Owais Ahmad Trag vs Ut Of J&K Through Financial on 14 August, 2025

Author: Rajnesh Oswal

Bench: Rajnesh Oswal

     HIGH COURT OF JAMMU & KASHMIR AND LADAKH
                               AT SRINAGAR


Reserved on:          31.07.2025
Pronounced on:        14.08.2025


LPA No.92/2025 in (HCP 313/2024)

Owais Ahmad Trag
S/O Mohammad Ashraf Trag
R/O Tral Payeen District Pulwama,
Through his father Namely
Mohammad Ashraf Trag

                  .....Appellant(s)....


                      Through: Mr. Mohammad Ashraf Wani, Advocate.

                 Vs


     1. UT of J&K through Financial
        Commissioner, Home Department,
        Civil Secretariat Srinagar/Jammu

     2. Divisional Commissioner, Kashmir

                      ..... Respondent(s)..
                      Through: Ms. Nawbahar, Assisting Counsel vice Mr.
                               Mohsin Qadri, Sr. AAG

Coram: HON'BLE THE CHIEF JUSTICE.
       HON'BLE MR. JUSTICE RAJNESH OSWAL, JUDGE


                                JUDGMENT

PER OSWAL-J

1. The appellant-petitioner was detained by the respondent No.2-

Divisional Commissioner, Kashmir (for short “detaining authority”)
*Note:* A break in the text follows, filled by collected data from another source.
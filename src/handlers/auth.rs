use axum::{
    extract::{rejection::JsonRejection, Json, State},
    http::{header, HeaderMap, HeaderValue, StatusCode},
    response::IntoResponse,
    routing::{get, post},
    Router,
};
use tracing::info;

use super::common::{json_body, validate_input};
use crate::{
    auth::{expired_session_cookies, AuthError, AuthUser},
    dto::auth::{LoginRequest, LoginResponse},
    errors::{ApiError, ServiceError},
    AppState,
};

/// Routes that need an authenticated caller
pub fn session_routes() -> Router<AppState> {
    Router::new().route("/me", get(current_user))
}

/// Routes reachable without a session
pub fn public_auth_routes() -> Router<AppState> {
    Router::new()
        .route("/auth/login", post(login))
        .route("/auth/logout", post(logout))
}

/// The signed-in user's stored profile
#[utoipa::path(
    get,
    path = "/api/me",
    responses(
        (status = 200, description = "Current user", body = crate::entities::app_user::Model),
        (status = 401, description = "No valid session", body = crate::errors::ErrorResponse),
    ),
    tag = "auth"
)]
pub async fn current_user(
    State(state): State<AppState>,
    user: AuthUser,
) -> Result<impl IntoResponse, ApiError> {
    let stored = state
        .auth
        .find_user(&user.email)
        .await?
        .ok_or(AuthError::MissingAuth)?;
    Ok(Json(stored))
}

/// Issues a session for an e-mail address. Only mounted when local login is enabled.
#[utoipa::path(
    post,
    path = "/api/auth/login",
    request_body = LoginRequest,
    responses(
        (status = 200, description = "Session issued; SESSION cookie set", body = LoginResponse),
        (status = 400, description = "Invalid e-mail or name", body = crate::errors::ErrorResponse),
        (status = 403, description = "Account disabled", body = crate::errors::ErrorResponse),
        (status = 404, description = "Local login disabled", body = crate::errors::ErrorResponse),
    ),
    tag = "auth"
)]
pub async fn login(
    State(state): State<AppState>,
    body: Result<Json<LoginRequest>, JsonRejection>,
) -> Result<impl IntoResponse, ApiError> {
    if !state.config.auth_local_login {
        return Err(ServiceError::NotFound("Local login is disabled".to_string()).into());
    }
    let request = json_body(body)?;
    validate_input(&request)?;

    let user = state.auth.provision_user(&request.email, &request.name).await?;
    let token = state.auth.issue_token(&user)?;
    let cookie = HeaderValue::from_str(&state.auth.session_cookie(&token))
        .map_err(|e| ServiceError::InternalError(e.to_string()))?;
    info!(email = %user.email, role = %user.role, "session issued");

    Ok((
        [(header::SET_COOKIE, cookie)],
        Json(LoginResponse { token, user }),
    ))
}

/// Expires the session cookies
#[utoipa::path(
    post,
    path = "/api/auth/logout",
    responses((status = 204, description = "Session cookies cleared")),
    tag = "auth"
)]
pub async fn logout() -> impl IntoResponse {
    let mut headers = HeaderMap::new();
    for cookie in expired_session_cookies() {
        if let Ok(value) = HeaderValue::from_str(&cookie) {
            headers.append(header::SET_COOKIE, value);
        }
    }
    (StatusCode::NO_CONTENT, headers)
}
vide order dated 02.09.2024, in exercise of the powers vested in it

under Section 3 of the Prevention of Illicit Traffic in Narcotic Drugs
2 LPA No. 92/2025

and Psychotropic Substances Act, 1988 (for short “the Act”). The

order dated 02.09.2024 was assailed by the appellant-petitioner

through the medium of HCP No. 313/2024, titled Owais Ahmad Tag

Vs. Union Territory of J&K and another, but, remained unsuccessful

as the petition preferred by the appellant-petitioner was dismissed by

the learned Single Judge vide order dated 18.04.2025.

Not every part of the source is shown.